South Korea to Start Mandatory Power Savings as Shortages Loom

South Korea will make heavy users of electricity cut consumption during peak-demand hours this summer as it seeks to avert its worst-ever power shortages.

Businesses and institutions that consume more than 5,000 kilowatts per hour, a level reached by 2,631 users, must reduce their power use by 3 to 15 percent from 10 a.m. to 11 a.m. and 2 p.m. to 5 p.m. local time, starting from Aug. 5 through the end of the month, the Ministry of Trade, Industry and Energy said in an e-mailed statement today. The government will also implement from tomorrow broader measures to encourage citizens to reduce usage, including restrictions on office temperatures.

South Korea, the world’s fourth-biggest nuclear power producer, is struggling to curb power use while the shutdown of two nuclear reactors reduces electricity supply. Companies including Samsung Electronics Co. and Hyundai Motor Co. pledged to adopt power-saving measures to help the country avert shortages, the energy ministry said earlier this month.
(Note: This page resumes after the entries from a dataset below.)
// SPDX-License-Identifier: MPL-2.0
// This Source Code Form is subject to the terms of the Mozilla Public
// License, v. 2.0. If a copy of the MPL was not distributed with this
// file, You can obtain one at https://mozilla.org/MPL/2.0/.

//! `KasaPoller` - Keeps TP-Link Kasa devices mirrored into a home automation
//! host.
//!
//! The library polls plugs, power strip sockets, dimmers and bulbs on a
//! per-device timer, translates their status into host capabilities and
//! pushes only the values that changed.
//!
//! # Supported Features
//!
//! - **Polling**: Per-device interval with random jitter, single fetch in
//!   flight per device
//! - **Change detection**: Unchanged readings are never pushed
//! - **Energy monitoring**: Power, voltage, current and cumulative energy
//!   with a user offset and meter reset
//! - **Light control**: Brightness, hue, saturation, color temperature and
//!   circadian mode
//! - **Rediscovery**: Devices on a dynamic address are found again after a
//!   run of unreachable ticks
//!
//! # Supported Families
//!
//! - Plugs, energy plugs and power strip sockets
//! - Dimmer switches
//! - White, tunable and color bulbs
//!
//! # Quick Start
//!
//! The device protocol and the host platform are both traits. Plug in a
//! [`DeviceClient`] for the network side and a [`HostPlatform`] for the host
//! side; [`MemoryHost`] is a ready-made in-memory host.
//!
//! ```no_run
//! use std::sync::Arc;
//! use kasa_poller::{DeviceClient, DeviceHandle, DevicePoller, MemoryHost};
//! use kasa_poller::event::DeviceId;
//! use kasa_poller::host::DeviceSettings;
//! use kasa_poller::types::ModelFamily;
//!
//! # async fn example(client: Arc<impl DeviceClient>) -> kasa_poller::Result<()> {
//! let host = Arc::new(MemoryHost::new());
//! let poller = DevicePoller::new(client, Arc::clone(&host));
//!
//! let id = DeviceId::new();
//! host.add_device(id, DeviceSettings::new("192.168.1.20"));
//! poller
//!     .register_device(id, DeviceHandle::for_model("192.168.1.20", "KP115(EU)"))
//!     .await?;
//!
//! // Reset the reported energy total to zero
//! poller.meter_reset(id).await?;
//! # Ok(())
//! # }
//! ```

mod capabilities;
pub mod client;
pub mod discovery;
pub mod error;
pub mod event;
pub mod host;
pub mod poller;
pub mod state;
pub mod status;
pub mod types;

pub use capabilities::{Capabilities, Capability, CapabilityValue};
pub use client::DeviceClient;
pub use error::{ClientError, Error, FailureKind, HostError, ParseError, Result, ValueError};
pub use event::{DeviceEvent, DeviceId};
pub use host::{HostPlatform, MemoryHost};
pub use poller::{DeviceHandle, DevicePoller, PollerConfig, RediscoveryPolicy, TickOutcome};
pub use state::{ObservedState, StateChange};
pub use types::{Brightness, ColorTemp, Hue, ModelFamily, PowerState, Saturation};
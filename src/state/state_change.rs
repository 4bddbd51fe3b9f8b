// SPDX-License-Identifier: MPL-2.0
// This Source Code Form is subject to the terms of the Mozilla Public
// License, v. 2.0. If a copy of the MPL was not distributed with this
// file, You can obtain one at https://mozilla.org/MPL/2.0/.

//! State change representation.
//!
//! A fetched device status is turned into a list of [`StateChange`]s, one per
//! tracked metric. Each change is applied to the
//! [`ObservedState`](super::ObservedState); only the ones that actually
//! changed something are pushed to the host.
//!
//! # Examples
//!
//! ```
//! use kasa_poller::state::{ObservedState, StateChange};
//! use kasa_poller::types::PowerState;
//!
//! let mut state = ObservedState::new();
//!
//! // Apply returns true if state actually changed
//! assert!(state.apply(&StateChange::Power(PowerState::On)));
//!
//! // Applying the same reading again returns false
//! assert!(!state.apply(&StateChange::Power(PowerState::On)));
//! ```

use serde::{Deserialize, Serialize};

use crate::capabilities::{Capability, CapabilityValue};
use crate::types::{Brightness, ColorMode, ColorTemp, Hue, KelvinRange, PowerState, Saturation};

/// A single fresh reading of one tracked metric.
#[derive(Debug, Clone, PartialEq, Serialize, Deserialize)]
pub enum StateChange {
    /// Relay, socket or bulb power.
    Power(PowerState),

    /// Status LED.
    Led(PowerState),

    /// Brightness level.
    Brightness(Brightness),

    /// Bulb hue.
    Hue(Hue),

    /// Bulb saturation.
    Saturation(Saturation),

    /// Bulb color temperature (`0` in color mode).
    ColorTemp(ColorTemp),

    /// Whether the bulb runs on color or on temperature.
    ColorMode(ColorMode),

    /// Instantaneous power in Watts.
    ActivePower(f64),

    /// Voltage in Volts.
    Voltage(f64),

    /// Current in Amperes.
    Current(f64),

    /// Cumulative energy in kWh.
    EnergyTotal {
        /// Total reported by the device.
        raw: f64,
        /// Total after subtracting the energy offset; this is what the host sees.
        corrected: f64,
    },
}

impl StateChange {
    /// Creates an energy total change from a raw reading and an offset.
    ///
    /// ```
    /// use kasa_poller::state::StateChange;
    ///
    /// let change = StateChange::energy_total(12.5, 2.5);
    /// assert_eq!(change, StateChange::EnergyTotal { raw: 12.5, corrected: 10.0 });
    /// ```
    #[must_use]
    pub fn energy_total(raw: f64, offset: f64) -> Self {
        Self::EnergyTotal {
            raw,
            corrected: raw - offset,
        }
    }

    /// Returns the host capability this change updates.
    #[must_use]
    pub fn capability(&self) -> Capability {
        match self {
            Self::Power(_) => Capability::OnOff,
            Self::Led(_) => Capability::LedOnOff,
            Self::Brightness(_) => Capability::Dim,
            Self::Hue(_) => Capability::LightHue,
            Self::Saturation(_) => Capability::LightSaturation,
            Self::ColorTemp(_) => Capability::LightTemperature,
            Self::ColorMode(_) => Capability::LightMode,
            Self::ActivePower(_) => Capability::MeasurePower,
            Self::Voltage(_) => Capability::MeasureVoltage,
            Self::Current(_) => Capability::MeasureCurrent,
            Self::EnergyTotal { .. } => Capability::MeterPower,
        }
    }

    /// Returns the value pushed to the host for this change.
    ///
    /// `range` is the Kelvin range of the device, used to express color
    /// temperature as a fraction.
    #[must_use]
    pub fn host_value(&self, range: KelvinRange) -> CapabilityValue {
        match self {
            Self::Power(state) | Self::Led(state) => CapabilityValue::Bool(state.is_on()),
            Self::Brightness(level) => CapabilityValue::Number(level.as_fraction()),
            Self::Hue(hue) => CapabilityValue::Number(hue.as_fraction()),
            Self::Saturation(saturation) => CapabilityValue::Number(saturation.as_fraction()),
            Self::ColorTemp(ct) => CapabilityValue::Number(ct.as_fraction(range)),
            Self::ColorMode(mode) => CapabilityValue::Mode(*mode),
            Self::ActivePower(value) | Self::Voltage(value) | Self::Current(value) => {
                CapabilityValue::Number(*value)
            }
            Self::EnergyTotal { corrected, .. } => CapabilityValue::Number(*corrected),
        }
    }
}

#[cfg(test)]
mod tests {
    use super::*;

    #[test]
    fn energy_total_subtracts_offset() {
        let change = StateChange::energy_total(100.0, 40.0);
        assert_eq!(
            change.host_value(KelvinRange::COLOR),
            CapabilityValue::Number(60.0)
        );
        assert_eq!(change.capability(), Capability::MeterPower);
    }

    #[test]
    fn host_values() {
        assert_eq!(
            StateChange::Power(PowerState::On).host_value(KelvinRange::COLOR),
            CapabilityValue::Bool(true)
        );
        assert_eq!(
            StateChange::Brightness(Brightness::clamped(42)).host_value(KelvinRange::COLOR),
            CapabilityValue::Number(0.42)
        );
        assert_eq!(
            StateChange::ColorTemp(ColorTemp::from_kelvin(2700)).host_value(KelvinRange::TUNABLE),
            CapabilityValue::Number(1.0)
        );
    }

    #[test]
    fn led_and_power_map_to_distinct_capabilities() {
        assert_eq!(
            StateChange::Led(PowerState::On).capability(),
            Capability::LedOnOff
        );
        assert_eq!(
            StateChange::Power(PowerState::On).capability(),
            Capability::OnOff
        );
        assert_eq!(
            StateChange::ColorMode(ColorMode::Temperature).host_value(KelvinRange::COLOR),
            CapabilityValue::Mode(ColorMode::Temperature)
        );
    }
}
// SPDX-License-Identifier: MPL-2.0
// This Source Code Form is subject to the terms of the Mozilla Public
// License, v. 2.0. If a copy of the MPL was not distributed with this
// file, You can obtain one at https://mozilla.org/MPL/2.0/.

//! Brightness type for dimmers and bulbs.

use std::fmt;

use serde::{Deserialize, Serialize};

use crate::error::ValueError;

/// Brightness level as a percentage (0-100).
///
/// The host platform expresses brightness as a fraction in `0.0..=1.0`;
/// [`Brightness::as_fraction`] and [`Brightness::from_fraction`] convert.
///
/// # Examples
///
/// ```
/// use kasa_poller::types::Brightness;
///
/// let level = Brightness::new(75).unwrap();
/// assert_eq!(level.value(), 75);
/// assert!((level.as_fraction() - 0.75).abs() < f64::EPSILON);
///
/// assert!(Brightness::new(101).is_err());
/// ```
#[derive(
    Debug, Clone, Copy, PartialEq, Eq, PartialOrd, Ord, Hash, Serialize, Deserialize,
)]
#[serde(try_from = "u8", into = "u8")]
pub struct Brightness(u8);

impl Brightness {
    /// Minimum brightness (0%).
    pub const MIN: Self = Self(0);

    /// Maximum brightness (100%).
    pub const MAX: Self = Self(100);

    /// Creates a new brightness value.
    ///
    /// # Errors
    ///
    /// Returns `ValueError::OutOfRange` if value exceeds 100.
    pub fn new(value: u8) -> Result<Self, ValueError> {
        if value > 100 {
            return Err(ValueError::OutOfRange {
                min: 0,
                max: 100,
                actual: u16::from(value),
            });
        }
        Ok(Self(value))
    }

    /// Creates a brightness value, clamping to the valid range.
    #[must_use]
    pub const fn clamped(value: u8) -> Self {
        if value > 100 { Self(100) } else { Self(value) }
    }

    /// Creates a brightness from a host fraction (`0.0..=1.0`), rounding and
    /// clamping.
    #[must_use]
    pub fn from_fraction(fraction: f64) -> Self {
        // Clamped to 0..=100 before the cast.
        #[allow(clippy::cast_possible_truncation, clippy::cast_sign_loss)]
        let value = (fraction * 100.0).round().clamp(0.0, 100.0) as u8;
        Self(value)
    }

    /// Returns the percentage.
    #[must_use]
    pub const fn value(&self) -> u8 {
        self.0
    }

    /// Returns the brightness as a host fraction.
    #[must_use]
    pub fn as_fraction(&self) -> f64 {
        f64::from(self.0) / 100.0
    }
}

impl TryFrom<u8> for Brightness {
    type Error = ValueError;

    fn try_from(value: u8) -> Result<Self, Self::Error> {
        Self::new(value)
    }
}

impl From<Brightness> for u8 {
    fn from(value: Brightness) -> Self {
        value.0
    }
}

impl fmt::Display for Brightness {
    fn fmt(&self, f: &mut fmt::Formatter<'_>) -> fmt::Result {
        write!(f, "{}%", self.0)
    }
}

#[cfg(test)]
mod tests {
    use super::*;

    #[test]
    fn valid_range() {
        assert_eq!(Brightness::new(0).unwrap(), Brightness::MIN);
        assert_eq!(Brightness::new(100).unwrap(), Brightness::MAX);
        assert!(matches!(
            Brightness::new(150),
            Err(ValueError::OutOfRange { actual: 150, .. })
        ));
    }

    #[test]
    fn fraction_round_trip_is_rounded() {
        assert_eq!(Brightness::from_fraction(0.426).value(), 43);
        assert_eq!(Brightness::from_fraction(1.4).value(), 100);
        assert_eq!(Brightness::from_fraction(-0.2).value(), 0);
    }

    #[test]
    fn display() {
        assert_eq!(Brightness::clamped(250).to_string(), "100%");
    }
}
South Korea, which depends on nuclear energy for more than 30 percent of its electricity, halted two nuclear reactors May 28 and delayed the start of operations at another after discovering that the facilities were using components whose quality certificates were faked. The country may face “unprecedented” power shortages during the summer, Vice Minister for Energy Han Jin Hyun said May 28.